部活が終わるとあたりはすでに夕闇も濃く、上の空から藍色濃紫薄水色薄紅色と夜が降りてきていて、正門に通じるエントランスの蛍光灯だけが水槽のようにぼんやりと光っていた。

蛍光灯の明りの下、美術の岡田先生が脚立に座っていた。

岡田先生は絵に描いたような美術教師だった。少し白髪の混じったぼさぼさの頭に無精髭。よれよれのベージュのジャケット、焦げ茶のコールテンのズボン。

煙草くさいだの、お酒くさいだの、女の子達は彼に文句ばかり言う。でもそんなの大人の男として当たり前だと思っていた。それに遠くから見ると如何にも熟した柿のような匂いのしそうな彼が、近くによるとハッカと煙草とオイルの混じったような匂いがすることも知っていた。そしてそれは私にとって嫌な匂いではなかった。

青白い蛍光灯の下、脚立に座った美術教師が声をかけてきた。

「これとそれ、どちらがいいと思う」

天井からワイヤーを垂らして、生徒達の水彩画を吊っていたらしく、エントランスはへたくそな絵で沢山の暖簾ができていた。

“これ”は先生が持っていて、“それ”は私のすぐ右手にあった。“これ”の方は淡い色合いでデッサン自体がうまく少女漫画のよう。“それ”の方はなんだか勢いだけで書いたようないびつな男の子の顔だけの絵。五人が五人“これ”の方を選ぶだろうなあと思ったけれど、その時はなんとなく“それ”の色の鮮やかさに目を奪われた。

「“それ”のが好きです」

というと、先生はにやりと笑って

「お前なかなか見る目がある」と言い作業に戻った。

そのまま完全に夜が落ちてくるまで作業を手伝うことになってしまったのだけれど、早く帰りたいとは思わなかった。誰もいないがらんとしたエントランスはしんしんと足元から皮膚を切るように寒かったというのに。

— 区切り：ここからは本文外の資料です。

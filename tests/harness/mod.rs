//! Shared fixtures for the integration tests
//!
//! Provides the `Article` test resource, a [`RecordingDriver`] that logs every
//! call reaching the persistence layer, a [`JsonRenderer`] that renders views
//! as JSON so tests can inspect template names and contexts, and a
//! [`Fixture`] wiring a controller from all of them.
//!
//! # Usage
//!
//! From any integration test file in `tests/`:
//! ```rust,ignore
//! #[macro_use]
//! mod harness;
//! use harness::*;
//! ```

#![allow(dead_code)]

#[macro_use]
pub mod driver_contract;

use anyhow::Result;
use async_trait::async_trait;
use resource::config::ResourceConfig;
use resource::core::auth::{AuthorizationChecker, GrantAll, RoleChecker};
use resource::core::driver::{Driver, DriverKind, DriverTransaction, ResourceMetadata};
use resource::core::error::PersistenceError;
use resource::core::events::{EventDispatcher, LifecyclePhase};
use resource::core::query::{Criteria, Paginator, Sorting};
use resource::core::resource::Resource;
use resource::core::validation::{FieldRules, filters, validators};
use resource::server::{ResourceController, ResourceResponse, ViewRenderer};
use resource::storage::InMemoryDriver;
use serde::{Deserialize, Serialize};
use serde_json::{Value, json};
use std::sync::{Arc, Mutex};
use uuid::Uuid;

// ---------------------------------------------------------------------------
// Article: the resource every test manages
// ---------------------------------------------------------------------------

#[derive(Debug, Clone, PartialEq, Serialize, Deserialize)]
pub struct Article {
    pub id: Option<Uuid>,
    pub slug: String,
    pub title: String,
    pub body: String,
    pub rank: i64,
    pub status: String,
    pub summary: Option<String>,
}

impl Default for Article {
    fn default() -> Self {
        Self {
            id: None,
            slug: String::new(),
            title: String::new(),
            body: String::new(),
            rank: 0,
            status: "draft".to_string(),
            summary: None,
        }
    }
}

impl Resource for Article {
    fn resource_name() -> &'static str {
        "article"
    }

    fn id(&self) -> Option<Uuid> {
        self.id
    }

    fn assign_id(&mut self, id: Uuid) {
        self.id = Some(id);
    }

    fn slug(&self) -> Option<&str> {
        Some(&self.slug)
    }
}

/// Unsaved article with the given title, slug and rank
pub fn article(title: &str, slug: &str, rank: i64) -> Article {
    Article {
        id: None,
        slug: slug.to_string(),
        title: title.to_string(),
        body: format!("Body of {}", title),
        rank,
        status: "draft".to_string(),
        summary: None,
    }
}

pub fn metadata() -> ResourceMetadata {
    ResourceMetadata::new("app", "article")
}

/// In-memory configuration with templates, a page size of 2 and open filters
pub fn article_config() -> ResourceConfig {
    let mut config = ResourceConfig::new("app", "article")
        .with_driver(DriverKind::InMemory)
        .with_templates("article")
        .with_pagination(2);
    config.filterable = true;
    config.sortable = true;
    config
}

/// Form rules used by the fixtures
pub fn article_rules() -> FieldRules {
    FieldRules::new()
        .field("title", |f| {
            f.filter(filters::trim())
                .validate(validators::required())
                .validate(validators::string_length(1, 80))
        })
        .field("slug", |f| f.filter(filters::slugify()))
        .field("body", |f| f.filter(filters::trim()))
        .field("rank", |f| f.validate(validators::max_value(1000.0)))
        .field("status", |f| {
            f.filter(filters::lowercase())
                .validate(validators::in_list(vec!["draft".into(), "published".into()]))
        })
}

// ---------------------------------------------------------------------------
// RecordingDriver: logs every call reaching the persistence layer
// ---------------------------------------------------------------------------

type CallLog = Arc<Mutex<Vec<String>>>;

fn record(log: &CallLog, call: &str) {
    log.lock().unwrap().push(call.to_string());
}

/// Driver decorator recording calls in order (`find_one_by`, `begin`, `create`, `commit`, ...)
pub struct RecordingDriver<T: Resource> {
    inner: Arc<dyn Driver<T>>,
    calls: CallLog,
}

impl<T: Resource> Clone for RecordingDriver<T> {
    fn clone(&self) -> Self {
        Self {
            inner: self.inner.clone(),
            calls: self.calls.clone(),
        }
    }
}

impl<T: Resource> RecordingDriver<T> {
    pub fn new(inner: Arc<dyn Driver<T>>) -> Self {
        Self {
            inner,
            calls: Arc::new(Mutex::new(Vec::new())),
        }
    }

    pub fn calls(&self) -> Vec<String> {
        self.calls.lock().unwrap().clone()
    }

    /// Staged writes (`create`, `update`, `delete`) seen so far
    pub fn writes(&self) -> usize {
        self.calls()
            .iter()
            .filter(|c| matches!(c.as_str(), "create" | "update" | "delete"))
            .count()
    }

    pub fn reset(&self) {
        self.calls.lock().unwrap().clear();
    }
}

#[async_trait]
impl<T: Resource> Driver<T> for RecordingDriver<T> {
    fn kind(&self) -> DriverKind {
        self.inner.kind()
    }

    async fn find_one_by(&self, criteria: &Criteria) -> Result<Option<T>, PersistenceError> {
        record(&self.calls, "find_one_by");
        self.inner.find_one_by(criteria).await
    }

    async fn find_by(
        &self,
        criteria: &Criteria,
        sorting: &Sorting,
        limit: Option<usize>,
    ) -> Result<Vec<T>, PersistenceError> {
        record(&self.calls, "find_by");
        self.inner.find_by(criteria, sorting, limit).await
    }

    async fn create_paginator(
        &self,
        criteria: &Criteria,
        sorting: &Sorting,
    ) -> Result<Paginator<T>, PersistenceError> {
        record(&self.calls, "create_paginator");
        self.inner.create_paginator(criteria, sorting).await
    }

    fn create_new(&self) -> T {
        record(&self.calls, "create_new");
        self.inner.create_new()
    }

    async fn begin(&self) -> Result<Box<dyn DriverTransaction<T>>, PersistenceError> {
        record(&self.calls, "begin");
        let inner = self.inner.begin().await?;
        Ok(Box::new(RecordingTransaction {
            inner,
            calls: self.calls.clone(),
        }))
    }
}

struct RecordingTransaction<T: Resource> {
    inner: Box<dyn DriverTransaction<T>>,
    calls: CallLog,
}

#[async_trait]
impl<T: Resource> DriverTransaction<T> for RecordingTransaction<T> {
    async fn create(&mut self, resource: T) -> Result<T, PersistenceError> {
        record(&self.calls, "create");
        self.inner.create(resource).await
    }

    async fn update(&mut self, resource: T) -> Result<T, PersistenceError> {
        record(&self.calls, "update");
        self.inner.update(resource).await
    }

    async fn delete(&mut self, resource: &T) -> Result<(), PersistenceError> {
        record(&self.calls, "delete");
        self.inner.delete(resource).await
    }

    async fn commit(self: Box<Self>) -> Result<(), PersistenceError> {
        record(&self.calls, "commit");
        self.inner.commit().await
    }

    async fn rollback(self: Box<Self>) -> Result<(), PersistenceError> {
        record(&self.calls, "rollback");
        self.inner.rollback().await
    }
}

// ---------------------------------------------------------------------------
// JsonRenderer: views rendered as inspectable JSON
// ---------------------------------------------------------------------------

/// Renders `{"template": .., "context": ..}` instead of HTML
pub struct JsonRenderer;

impl ViewRenderer for JsonRenderer {
    fn render(&self, template: &str, context: &Value) -> Result<String> {
        Ok(json!({ "template": template, "context": context }).to_string())
    }
}

/// Decode a view rendered by [`JsonRenderer`]
pub fn rendered(response: &ResourceResponse) -> Value {
    match response {
        ResourceResponse::Html { body, .. } => serde_json::from_str(body).unwrap(),
        other => panic!("Expected a rendered view, got {:?}", other),
    }
}

// ---------------------------------------------------------------------------
// Fixture: a controller over a recording in-memory driver
// ---------------------------------------------------------------------------

pub struct Fixture {
    pub controller: ResourceController<Article>,
    pub driver: RecordingDriver<Article>,
    pub store: InMemoryDriver<Article>,
    /// Event names in dispatch order
    pub events: Arc<Mutex<Vec<String>>>,
}

impl Fixture {
    pub fn events(&self) -> Vec<String> {
        self.events.lock().unwrap().clone()
    }

    /// Insert articles directly, bypassing the controller
    pub async fn seed(&self, articles: Vec<Article>) -> Vec<Article> {
        let mut created = Vec::new();
        for article in articles {
            created.push(self.store.create(article).await.unwrap());
        }
        self.driver.reset();
        created
    }
}

pub fn fixture(config: ResourceConfig) -> Fixture {
    build_fixture(config, Arc::new(GrantAll), |_| {})
}

/// Fixture checking roles against the request's auth context
pub fn guarded_fixture(config: ResourceConfig) -> Fixture {
    build_fixture(config, Arc::new(RoleChecker), |_| {})
}

/// Fixture with extra listeners, registered after the event recorders
pub fn fixture_with(
    config: ResourceConfig,
    listeners: impl FnOnce(&mut EventDispatcher<Article>),
) -> Fixture {
    build_fixture(config, Arc::new(GrantAll), listeners)
}

fn build_fixture(
    config: ResourceConfig,
    checker: Arc<dyn AuthorizationChecker>,
    listeners: impl FnOnce(&mut EventDispatcher<Article>),
) -> Fixture {
    let store = InMemoryDriver::<Article>::new(config.metadata()).with_unique("slug");
    let driver = RecordingDriver::new(Arc::new(store.clone()));
    let events: Arc<Mutex<Vec<String>>> = Arc::new(Mutex::new(Vec::new()));

    let mut dispatcher = EventDispatcher::new();
    for phase in [
        LifecyclePhase::PreCreate,
        LifecyclePhase::PostCreate,
        LifecyclePhase::PreUpdate,
        LifecyclePhase::PostUpdate,
        LifecyclePhase::PreDelete,
        LifecyclePhase::PostDelete,
    ] {
        let events = events.clone();
        dispatcher.on(phase, move |event| {
            events.lock().unwrap().push(event.name.clone());
            Ok(())
        });
    }
    listeners(&mut dispatcher);

    let controller = ResourceController::<Article>::builder(config)
        .driver(Arc::new(driver.clone()))
        .checker(checker)
        .dispatcher(dispatcher)
        .form_rules(article_rules())
        .renderer(Arc::new(JsonRenderer))
        .build()
        .unwrap();

    Fixture {
        controller,
        driver,
        store,
        events,
    }
}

ごわごわとした水彩画たちを吊り終えると美術準備室でインスタントの珈琲と濡れせんべいとべっ甲飴をご馳走してもらった。

牛乳を入れない珈琲はべっ甲飴と意外に合うのだなあと思った。濡れせんべいはいまいちだったけれど。

そんなことを思いながら星を眺め眺め帰る道すがら、なぜだか知らないけれど息苦しいほど切なくなって驚いた。恋でも憧れでもないのになぜ胸が痛いのか。甘いような苦いような不快なような不可解なときめきをもてあましながら夜道を歩いたのを覚えている。

大人になった今はなんとなく岡田先生を嫌悪していた女の子たちの気持ちがわかる。彼女たちは彼女たちなりに彼の放つ大人の男の毒気というようなものを本能的に感じ取っていたんだろう。それをきちんと危険なものとして無意識に判断していたんだろう。

私は無防備なままその毒気にあてられて参ってしまったということだ。